My son has last year's Burton Moto and likes them. He likes the Speed Zone laces and they seem to fit him pretty well even though he has high insteps (basically thick feet in his case). He previously had a pair of Northwave Reigns, but they cut into his instep and got very hard to put on before he even outgrew them in length. I noticed that one of the laces started to cut through the leather of the hand-grip a bit already, but it doesn't seem to be a problem yet.

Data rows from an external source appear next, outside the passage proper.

//! 引擎的生命周期阶段
//!
//! Start → Instance → Device → Swapchain → Render → Assets → End，
//! 每个阶段的销毁 system 只释放本阶段创建的对象，销毁顺序由 [`PhaseGraph`] 镜像保证。

use std::rc::Rc;

use prism_asset::{AssetCatalog, GpuUploadContext, RenderCaps};
use prism_gfx::GfxError;
use prism_gfx::commands::command_queue::GfxQueue;
use prism_gfx::descriptors::descriptor_set_layout::GfxDescriptorSetLayout;
use prism_gfx::foundation::device::GfxDevice;
use prism_gfx::foundation::instance::GfxInstance;
use prism_gfx::foundation::mem_allocator::GfxAllocator;
use prism_gfx::foundation::physical_device::GfxPhysicalDevice;
use prism_gfx::pipelines::render_pass::GfxRenderPass;
use prism_gfx::swapchain::render_swapchain::{GfxRenderSwapchain, GfxSwapchainDesc};
use prism_gfx::swapchain::surface::GfxSurface;
use prism_phase::{PhaseError, PhaseGraph, phases};
use prism_renderer::RendererSettings;
use prism_renderer::frame::frame_driver::FrameDriver;
use prism_renderer::frame::frame_sync::FrameSync;
use prism_renderer::frame::render_targets::RenderTargets;
use prism_renderer::settings::DefaultRendererSettings;
use prism_renderer::shader_library::ShaderLibrary;
use prism_renderer::shape::pass::ShapeInitContext;
use prism_renderer::shape::registry::ShapeRenderers;

use crate::context::{AssetRecord, DeviceRecord, EngineContext, InstanceRecord, RenderRecord, SwapchainRecord};
use crate::window::WindowState;

/// 构建引擎的生命周期阶段图，并注册每个阶段的初始化与销毁 system
pub fn lifecycle_graph() -> Result<PhaseGraph<EngineContext>, PhaseError> {
    let mut graph = PhaseGraph::with_phases([phases::START, phases::END])?;
    for (phase, predecessor) in [
        (phases::INSTANCE, phases::START),
        (phases::DEVICE, phases::INSTANCE),
        (phases::SWAPCHAIN, phases::DEVICE),
        (phases::RENDER, phases::SWAPCHAIN),
        (phases::ASSETS, phases::RENDER),
    ] {
        graph.add_phase_between(phase, predecessor, phases::END)?;
    }

    graph.add_system(phases::INSTANCE, init_instance)?.add_teardown_system(phases::INSTANCE, teardown_instance)?;
    graph.add_system(phases::DEVICE, init_device)?.add_teardown_system(phases::DEVICE, teardown_device)?;
    graph.add_system(phases::SWAPCHAIN, init_swapchain)?.add_teardown_system(phases::SWAPCHAIN, teardown_swapchain)?;
    graph.add_system(phases::RENDER, init_render)?.add_teardown_system(phases::RENDER, teardown_render)?;
    graph.add_system(phases::ASSETS, init_assets)?.add_teardown_system(phases::ASSETS, teardown_assets)?;
    Ok(graph)
}

/// swapchain 的期望参数，创建与重建共用
pub fn swapchain_desc(settings: &RendererSettings, window: &WindowState) -> GfxSwapchainDesc {
    GfxSwapchainDesc {
        preferred_format: settings.surface_format(),
        preferred_present_mode: settings.present_mode(),
        window_extent: window.physical_extent,
    }
}

// Instance
fn init_instance(ctx: &mut EngineContext) -> anyhow::Result<()> {
    let handles = ctx
        .window
        .handles
        .ok_or_else(|| GfxError::MissingWindowHandle("window handles must be set before the Instance phase".to_string()))?;

    let instance = GfxInstance::new(&ctx.app_name, handles.display, cfg!(debug_assertions))?;
    let surface = match GfxSurface::new(&instance, handles.display, handles.window) {
        Ok(surface) => surface,
        Err(e) => {
            instance.destroy();
            return Err(e.into());
        }
    };

    ctx.instance = Some(InstanceRecord { instance, surface });
    Ok(())
}

fn teardown_instance(ctx: &mut EngineContext) {
    if let Some(InstanceRecord { instance, surface }) = ctx.instance.take() {
        surface.destroy();
        instance.destroy();
    }
}

// Device
fn init_device(ctx: &mut EngineContext) -> anyhow::Result<()> {
    let record = {
        let InstanceRecord { instance, surface } = ctx.instance_record()?;
        let pdevice = GfxPhysicalDevice::select(instance, surface)?;
        let device = Rc::new(GfxDevice::new(instance, pdevice)?);
        let allocator = match GfxAllocator::new(instance, device.clone()) {
            Ok(allocator) => Rc::new(allocator),
            Err(e) => {
                device.destroy();
                return Err(e.into());
            }
        };
        let queue = GfxQueue::new_gfx(device.clone());
        DeviceRecord {
            device,
            allocator,
            queue,
        }
    };

    ctx.device = Some(record);
    Ok(())
}

fn teardown_device(ctx: &mut EngineContext) {
    if let Some(DeviceRecord {
        device,
        allocator,
        queue,
    }) = ctx.device.take()
    {
        if let Err(e) = device.wait_idle() {
            log::error!("failed to wait device idle: {}", e);
        }
        drop(queue);
        if Rc::strong_count(&allocator) > 1 {
            log::warn!("GfxAllocator is still referenced by {} objects", Rc::strong_count(&allocator) - 1);
        }
        drop(allocator);
        device.destroy();
    }
}

// Swapchain
fn init_swapchain(ctx: &mut EngineContext) -> anyhow::Result<()> {
    let swapchain = {
        let InstanceRecord { surface, .. } = ctx.instance_record()?;
        let DeviceRecord { device, .. } = ctx.device_record()?;
        GfxRenderSwapchain::new(device.clone(), surface, &swapchain_desc(&ctx.settings, &ctx.window), None)?
    };

    ctx.swapchain = Some(SwapchainRecord { swapchain, dirty: false });
    Ok(())
}

fn teardown_swapchain(ctx: &mut EngineContext) {
    if let Some(record) = ctx.swapchain.take() {
        record.swapchain.destroy();
    }
}

// Render
fn init_render(ctx: &mut EngineContext) -> anyhow::Result<()> {
    let record = create_render_record(ctx)?;
    log::info!("shape renderers: {:?}", record.renderers.names());
    ctx.render = Some(record);
    Ok(())
}

/// 失败时销毁已经创建的对象
fn create_render_record(ctx: &EngineContext) -> anyhow::Result<RenderRecord> {
    let InstanceRecord { instance, .. } = ctx.instance_record()?;
    let DeviceRecord { device, allocator, .. } = ctx.device_record()?;
    let swapchain = &ctx.swapchain_record()?.swapchain;
    let settings = &ctx.settings;

    let depth_format = device.pdevice().find_depth_format(instance, DefaultRendererSettings::DEPTH_FORMAT_CANDIDATES)?;
    let render_pass = GfxRenderPass::new_present(device.clone(), swapchain.format(), depth_format)?;

    let texture_set_layout = match GfxDescriptorSetLayout::new_single_texture(device.clone(), "shape-texture") {
        Ok(layout) => layout,
        Err(e) => {
            render_pass.destroy();
            return Err(e.into());
        }
    };

    let mut targets = match RenderTargets::new(device, allocator, &render_pass, swapchain) {
        Ok(targets) => targets,
        Err(e) => {
            render_pass.destroy();
            return Err(e.into());
        }
    };

    let slot_count = swapchain.image_count();
    let mut sync = match FrameSync::new(device, slot_count, settings.max_texture_binds) {
        Ok(sync) => sync,
        Err(e) => {
            targets.destroy();
            render_pass.destroy();
            return Err(e.into());
        }
    };

    let shaders = ShaderLibrary::new(settings.shader_dir());
    let init_ctx = ShapeInitContext {
        device,
        allocator,
        render_pass: &render_pass,
        shaders: &shaders,
        texture_set_layout: &texture_set_layout,
        slot_count,
    };
    let renderers = match ShapeRenderers::new_builtin(&init_ctx, &settings.capacity) {
        Ok(renderers) => renderers,
        Err(e) => {
            sync.destroy();
            targets.destroy();
            render_pass.destroy();
            return Err(e.into());
        }
    };

    Ok(RenderRecord {
        render_pass,
        texture_set_layout,
        targets,
        sync,
        renderers,
        driver: FrameDriver::new(settings.clear_color()),
    })
}

fn teardown_render(ctx: &mut EngineContext) {
    ctx.wait_idle();
    if let Some(RenderRecord {
        render_pass,
        texture_set_layout,
        mut targets,
        mut sync,
        mut renderers,
        driver,
    }) = ctx.render.take()
    {
        log::info!("render teardown after {} frames", driver.frame_counter().frame_id());
        renderers.destroy();
        sync.destroy();
        targets.destroy();
        render_pass.destroy();
        drop(texture_set_layout);
    }
}

// Assets
fn init_assets(ctx: &mut EngineContext) -> anyhow::Result<()> {
    let mut record = {
        let DeviceRecord {
            device,
            allocator,
            queue,
        } = ctx.device_record()?;
        let render = ctx
            .render
            .as_ref()
            .ok_or_else(|| anyhow::anyhow!("phase '{}' has not been initialized", phases::RENDER))?;
        let caps = RenderCaps {
            color_format: render.render_pass.color_format(),
            depth_format: render.render_pass.depth_format(),
        };
        AssetRecord {
            upload: GpuUploadContext::new(device.clone(), allocator.clone(), queue.clone(), caps)?,
            catalog: AssetCatalog::default(),
        }
    };

    ctx.bundle.load_all(&record.upload, &mut record.catalog)?;
    ctx.assets = Some(record);
    Ok(())
}

fn teardown_assets(ctx: &mut EngineContext) {
    ctx.wait_idle();
    if let Some(mut record) = ctx.assets.take() {
        if let Err(e) = ctx.bundle.unload_all(&record.upload, &mut record.catalog) {
            log::error!("{}", e);
        }
    }
}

Also, while I would never try to push anyone to buy boots online without trying them, I will add that it did work for me. I suspect the reason I didn't have a problem is that I am easy to fit (my feet are pretty typical in terms of width/thickness/arch for their length). Though if you have ever had difficulty finding footware that fits or are unsure of your size, I would suggest trying things on, ideally with some knowledgeable help.


----------



## xDOTY

Thanks! I am going boot shopping tomorrow, well actually boot "sizing" tomorrow. I will right down prices and model names, with sizes that fit. I hope to find better deals online after getting my size down from specific models.


----------



## xDOTY

Hey guys! Quick update! Went boot sizing today and lough and behold I bought something way over my $109 budget boot, a Ride Anthem BOA. The BOA is great and quick, plus these were super light, and were not bulky and quick to put on. Thanks for your guys' help. I got them in a size 11, just to last me in case of a little growing, and I am actually wearing them now to break them in. BTW, I wear a size 10 in Vans.


----------



## casper3043

better than the burton moto...just went to a local Dick's sporting store and saw them there. they feel cheap, look cheap, have minimal adjustments, pretty stiff. please go try or see any boots you buy in person. you're really taking a gamble on it.


----------



## AWNOW

xDOTY said:


> Hey guys! Quick update! Went boot sizing today and lough and behold I bought something way over my $109 budget boot, a Ride Anthem BOA. The BOA is great and quick, plus these were super light, and were not bulky and quick to put on. Thanks for your guys' help. I got them in a size 11, just to last me in case of a little growing, and I am actually wearing them now to break them in. BTW, I wear a size 10 in Vans.


Hopefully you bought it from the brick and mortar or at least let the guy helping you try on boots know you didn't intend to purchase from him.


----------



## xDOTY

AWNOW said:


> Hopefully you bought it from the brick and mortar or at least let the guy helping you try on boots know you didn't intend to purchase from him.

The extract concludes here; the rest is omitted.